— AIM OF THE TASK —
Up through the line that contains "and flush scheduling", retype the entries exactly, beginning at the very first line.

*** Opening SOURCE MATERIAL ***

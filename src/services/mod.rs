//! Services - business logic and state management
//!
//! This module contains the core business logic services:
//! - `accumulator` - Window-scoped volume and velocity integration
//! - `alignment` - Alignment zone classification and debouncing
//! - `monitor` - Per-reading validity filter and flush scheduling
//! - `flush_worker` - Async persistence worker
//! - `ingestion` - UDP receive loop driving the monitor

pub mod accumulator;
pub mod alignment;
pub mod flush_worker;
pub mod ingestion;
pub mod monitor;

// Re-export commonly used types
pub use accumulator::{Contribution, MetricsAccumulator, MetricsError};
pub use alignment::{classify, AlignmentDebouncer, AlignmentWindow, ZoneTransition};
pub use flush_worker::{create_flush_worker, FlushJob, FlushSender, FlushWorker};
pub use ingestion::IngestionLoop;
pub use monitor::{ConveyorMonitor, FlushOutcome, ReadingOutcome};
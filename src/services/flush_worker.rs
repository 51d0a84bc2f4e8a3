//! Flush worker - persists metrics records off the receive path
//!
//! The ingestion loop enqueues each flushed `MetricsRecord` via `try_send`
//! and never awaits the sink. A single worker drains the queue in FIFO order,
//! so at most one write is in flight. Failed writes are logged and the
//! record is lost; retrying would reorder windows.

use crate::domain::types::MetricsRecord;
use crate::infra::metrics::IngestMetrics;
use crate::io::persistence::PersistenceSink;
use std::sync::Arc;
use std::time::{Duration, Instant};
use tokio::sync::mpsc;
use tokio::sync::mpsc::error::TrySendError;
use tracing::{debug, info, warn};

/// Queue delays above this indicate a slow sink
const QUEUE_DELAY_WARN: Duration = Duration::from_secs(1);

/// A record waiting to be persisted
#[derive(Debug)]
pub struct FlushJob {
    pub record: MetricsRecord,
    /// When the job was enqueued (for queue delay measurement)
    pub enqueued_at: Instant,
}

/// Non-blocking handle used by the ingestion loop
#[derive(Clone)]
pub struct FlushSender {
    tx: mpsc::Sender<FlushJob>,
    metrics: Arc<IngestMetrics>,
}

impl FlushSender {
    /// Enqueue a record; returns false if it was dropped
    pub fn submit(&self, record: MetricsRecord) -> bool {
        let job = FlushJob { record, enqueued_at: Instant::now() };
        match self.tx.try_send(job) {
            Ok(()) => true,
            Err(TrySendError::Full(job)) => {
                self.metrics.record_dropped();
                warn!(volume = %job.record.volume, "flush_queue_full_record_dropped");
                false
            }
            Err(TrySendError::Closed(job)) => {
                self.metrics.record_dropped();
                warn!(volume = %job.record.volume, "flush_worker_stopped_record_dropped");
                false
            }
        }
    }
}

pub struct FlushWorker {
    sink: Arc<dyn PersistenceSink>,
    rx: mpsc::Receiver<FlushJob>,
    metrics: Arc<IngestMetrics>,
}

impl FlushWorker {
    pub fn new(
        sink: Arc<dyn PersistenceSink>,
        rx: mpsc::Receiver<FlushJob>,
        metrics: Arc<IngestMetrics>,
    ) -> Self {
        Self { sink, rx, metrics }
    }

    /// Run the worker until every sender is dropped and the queue is drained
    pub async fn run(mut self) {
        info!(sink = self.sink.name(), "flush_worker_started");

        while let Some(job) = self.rx.recv().await {
            let queue_delay = job.enqueued_at.elapsed();
            let write_start = Instant::now();

            match self.sink.append_metrics_record(&job.record).await {
                Ok(()) => {
                    debug!(
                        sink = self.sink.name(),
                        queue_delay_ms = queue_delay.as_millis() as u64,
                        write_ms = write_start.elapsed().as_millis() as u64,
                        "metrics_record_persisted"
                    );
                }
                Err(e) => {
                    self.metrics.record_sink_failure();
                    warn!(sink = self.sink.name(), error = %e, "metrics_record_lost");
                }
            }

            if queue_delay > QUEUE_DELAY_WARN {
                warn!(queue_delay_ms = queue_delay.as_millis() as u64, "flush_queue_delay_high");
            }
        }

        info!("flush_worker_stopped");
    }
}

/// Create a flush channel and worker
///
/// Returns the sender (for the ingestion loop) and the worker (to be spawned)
pub fn create_flush_worker(
    sink: Arc<dyn PersistenceSink>,
    metrics: Arc<IngestMetrics>,
    buffer_size: usize,
) -> (FlushSender, FlushWorker) {
    let (tx, rx) = mpsc::channel(buffer_size);
    let worker = FlushWorker::new(sink, rx, metrics.clone());
    (FlushSender { tx, metrics }, worker)
}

*** Closing SOURCE MATERIAL ***

— RESPONSE BOX —
filename src/services/mod.rs
//! Services - business logic and state management
//!
//! This module contains the core business logic services:
//! - `accumulator` - Window-scoped volume and velocity integration
//! - `alignment` - Alignment zone classification and debouncing
//! - `monitor` - Per-reading validity filter and flush scheduling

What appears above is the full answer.